Por que ela não parte para matar o tirano? Entre outras razões porque é uma jovem e não tem forças para isso. Deus não lhe deu essa missão. Ela não é uma Santa Joana d’Arc. De momento, a sua missão é diferente. Ela deve desafiar, mostrar a força de Deus de um modo diverso.
Como Marciana mostra a força de Deus? Ela é exposta a vários tormentos e a epopeia continua. É sujeita aos ataques de um grupo de gladiadores, quer dizer, de homens da ralé, extremamente sensuais, que têm ordem de pular em cima da jovem, abusar dela como entenderem, e depois matá-la.
Então se dá este fato incrível: ela se encontra ali tranquila, e o que ela mais ama na Terra, sua virgindade, sua fidelidade a Deus, está exposta ao risco iminente, ou seja, que os gladiadores podem pular em cima dela de um momento para outro. Durante três horas esses homens estão ali imobilizados e não conseguem se aproximar dela. Uma força misteriosa vence os gladiadores.
Temos aí a primeira manifestação dos traços característicos da Idade Média: é o domínio do Direito sobre a força, do espírito sobre a matéria, da virgindade sobre a concupiscência. Na ordem natural das coisas, ela representa tudo aquilo que na Civilização Cristã é frágil. Mas ela desafia. E por uma força sobrenatural mostra que soou outra era da História: tudo quanto é frágil, reto, digno vai começar a dominar tudo quanto é turbulento e representa a força material, tudo quanto é bestial, tudo quanto, segundo a ordem natural das coisas depois do pecado original, costuma dominar, avassalar a Terra.
Ela reza tranquila, e ninguém se comove. Era normal que várias pessoas se comovessem, que o tirano se abalasse.
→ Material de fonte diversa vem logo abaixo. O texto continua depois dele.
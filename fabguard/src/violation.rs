//! Check identifiers, severities and the violations checks report.
//!
//! Capped checks stop collecting at `RuleConfig` limits and return a
//! [`TruncationNotice`] next to their violations; notices are never counted.

use serde::{Deserialize, Serialize};
use std::fmt;

use crate::geometry::Point;

#[derive(Debug, Clone, Copy, PartialEq, Eq, Hash, Serialize, Deserialize)]
#[serde(rename_all = "snake_case")]
pub enum Severity {
    /// Fails the run.
    Error,
    /// Reported, never fails the run.
    Warning,
}

/// Identity of every check the engine knows about.
#[derive(Debug, Clone, Copy, PartialEq, Eq, Hash, PartialOrd, Ord, Serialize, Deserialize)]
#[serde(rename_all = "snake_case")]
pub enum CheckId {
    TraceWidth,
    ViaDimensions,
    BoardEdgeClearance,
    TraceSpacing,
    DrillSpacing,
    ComponentOverlap,
    TraceShorts,
    ZonePriorities,
    ZoneFill,
    FillArtifacts,
    NetConnectivity,
    PadNets,
}

impl CheckId {
    pub const ALL: [CheckId; 12] = [
        CheckId::TraceWidth,
        CheckId::ViaDimensions,
        CheckId::BoardEdgeClearance,
        CheckId::TraceSpacing,
        CheckId::DrillSpacing,
        CheckId::ComponentOverlap,
        CheckId::TraceShorts,
        CheckId::ZonePriorities,
        CheckId::ZoneFill,
        CheckId::FillArtifacts,
        CheckId::NetConnectivity,
        CheckId::PadNets,
    ];

    pub fn as_str(&self) -> &'static str {
        match self {
            CheckId::TraceWidth => "trace_width",
            CheckId::ViaDimensions => "via_dimensions",
            CheckId::BoardEdgeClearance => "board_edge_clearance",
            CheckId::TraceSpacing => "trace_spacing",
            CheckId::DrillSpacing => "drill_spacing",
            CheckId::ComponentOverlap => "component_overlap",
            CheckId::TraceShorts => "trace_shorts",
            CheckId::ZonePriorities => "zone_priorities",
            CheckId::ZoneFill => "zone_fill",
            CheckId::FillArtifacts => "fill_artifacts",
            CheckId::NetConnectivity => "net_connectivity",
            CheckId::PadNets => "pad_nets",
        }
    }

    /// Human-readable name used in reports.
    pub fn title(&self) -> &'static str {
        match self {
            CheckId::TraceWidth => "Trace Width",
            CheckId::ViaDimensions => "Via Dimensions",
            CheckId::BoardEdgeClearance => "Board Edge Clearance",
            CheckId::TraceSpacing => "Trace Spacing",
            CheckId::DrillSpacing => "Drill Spacing",
            CheckId::ComponentOverlap => "Component Overlap",
            CheckId::TraceShorts => "Trace Shorts",
            CheckId::ZonePriorities => "Zone Priorities",
            CheckId::ZoneFill => "Zone Fill Data",
            CheckId::FillArtifacts => "Fill Artifact Sizes",
            CheckId::NetConnectivity => "Net Connectivity",
            CheckId::PadNets => "Pad Net Assignments",
        }
    }

    pub fn description(&self) -> &'static str {
        match self {
            CheckId::TraceWidth => "Every trace is at least the fab's minimum width",
            CheckId::ViaDimensions => "Via drill, pad diameter and annular ring meet the minimums",
            CheckId::BoardEdgeClearance => {
                "Copper and drills keep clear of the board edge and internal cutouts"
            }
            CheckId::TraceSpacing => "Traces of different nets on one layer keep the minimum gap",
            CheckId::DrillSpacing => "Via holes keep the minimum edge-to-edge distance",
            CheckId::ComponentOverlap => {
                "Placed parts and mounting holes keep a minimum center distance"
            }
            CheckId::TraceShorts => "No copper of two different nets touches on the same layer",
            CheckId::ZonePriorities => "Zones sharing a layer have distinct, explicit priorities",
            CheckId::ZoneFill => "Declared zones carry filled polygon data",
            CheckId::FillArtifacts => "Copper-layer Gerbers for zone layers are not empty",
            CheckId::NetConnectivity => "Declared nets are routed by at least two segments",
            CheckId::PadNets => "Pads carry net assignments",
        }
    }

    pub fn severity(&self) -> Severity {
        match self {
            CheckId::NetConnectivity | CheckId::PadNets => Severity::Warning,
            _ => Severity::Error,
        }
    }
}

impl fmt::Display for CheckId {
    fn fmt(&self, f: &mut fmt::Formatter<'_>) -> fmt::Result {
        f.write_str(self.as_str())
    }
}

#[derive(Debug, Clone, PartialEq, Serialize, Deserialize)]
pub struct Violation {
    pub check: CheckId,
    pub severity: Severity,
    pub message: String,
    #[serde(skip_serializing_if = "Option::is_none")]
    pub location: Option<Point>,
    #[serde(skip_serializing_if = "Option::is_none")]
    pub layer: Option<String>,
    /// UUIDs or references of the elements involved.
    #[serde(default, skip_serializing_if = "Vec::is_empty")]
    pub items: Vec<String>,
}

impl Violation {
    pub fn new(check: CheckId, message: impl Into<String>) -> Self {
        Self {
            check,
            severity: check.severity(),
            message: message.into(),
            location: None,
            layer: None,
            items: Vec::new(),
        }
    }

    pub fn at(mut self, location: Point) -> Self {
        self.location = Some(location);
        self
    }

    pub fn on_layer(mut self, layer: &str) -> Self {
        self.layer = Some(layer.to_string());
        self
    }

    pub fn with_items<I, S>(mut self, items: I) -> Self
    where
        I: IntoIterator<Item = S>,
        S: Into<String>,
    {
        self.items.extend(items.into_iter().map(Into::into).filter(|s: &String| !s.is_empty()));
        self
    }
}

impl fmt::Display for Violation {
    fn fmt(&self, f: &mut fmt::Formatter<'_>) -> fmt::Result {
        f.write_str(&self.message)
    }
}

/// Marks an enumeration that stopped at its report limit. Not a violation.
#[derive(Debug, Clone, PartialEq, Serialize, Deserialize)]
pub struct TruncationNotice {
    pub check: CheckId,
    pub limit: usize,
}

impl fmt::Display for TruncationNotice {
    fn fmt(&self, f: &mut fmt::Formatter<'_>) -> fmt::Result {
        write!(
            f,
            "... (truncated after {} {} violations)",
            self.limit,
            self.check.title().to_lowercase()
        )
    }
}

/// Violations of one check plus an optional truncation marker.
#[derive(Debug, Clone, Default, PartialEq)]
pub struct CheckOutcome {
    pub violations: Vec<Violation>,
    pub truncated: Option<TruncationNotice>,
}

impl From<Vec<Violation>> for CheckOutcome {
    fn from(violations: Vec<Violation>) -> Self {
        Self {
            violations,
            truncated: None,
        }
    }
}

/// Collects violations up to a limit, then records a [`TruncationNotice`].
pub(crate) struct CappedCollector {
    check: CheckId,
    limit: usize,
    outcome: CheckOutcome,
}

impl CappedCollector {
    pub(crate) fn new(check: CheckId, limit: usize) -> Self {
        Self {
            check,
            limit,
            outcome: CheckOutcome::default(),
        }
    }

    /// Returns `false` once the limit is exceeded; callers stop enumerating.
    pub(crate) fn push(&mut self, violation: Violation) -> bool {
        if self.outcome.violations.len() >= self.limit {
            self.outcome.truncated = Some(TruncationNotice {
                check: self.check,
                limit: self.limit,
            });
            return false;
        }
        self.outcome.violations.push(violation);
        true
    }

    pub(crate) fn finish(self) -> CheckOutcome {
        self.outcome
    }
}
Um gladiador se converte; os outros, não. O gladiador que se converte é ele mesmo uma prova do caráter sobrenatural do que se passava.
E mandam logo vir outro animal para saltar em cima dela: é um leão. Mais uma vez se repete o contraste maravilhoso; é épico: a virgem que está de pé e o leão que avança sobre ela e, para trucidá-la, deita a pata nela. Podem imaginar o que representa uma patada de um leão numa donzela! De repente a fera para e sai. O povo todo se entusiasma, começa a aplaudir e pede clemência para ela.
Cria-se, então, uma agitação e começam a pedir que vá um touro por cima de Marciana. Soltam o touro que avança, lhe dá uma chifrada e ela cai. E então se vê o sangue purpúreo, o sangue virginal daquela donzela, daquela mártir, que sai generosamente da horrível ferida. Mas os perseguidores não se contentam com isso. Querem de fato matá-la e soltam então um leopardo que pula em cima dela e a estraçalha. Marciana morre docemente, chamando a Deus Nosso Senhor e confessando que ela vai para o Céu.
Conversão dos povos da bacia do Mediterrâneo
Alguém dirá: que sentido tem esse acontecimento? Ele é apenas manifestação de uma epopeia? Toda epopeia tem uma finalidade. Qual é a finalidade dessa? Era apenas mostrar que ela não queria ceder ante o paganismo? Ou somente desejava impressionar a opinião pública por meio de seu martírio?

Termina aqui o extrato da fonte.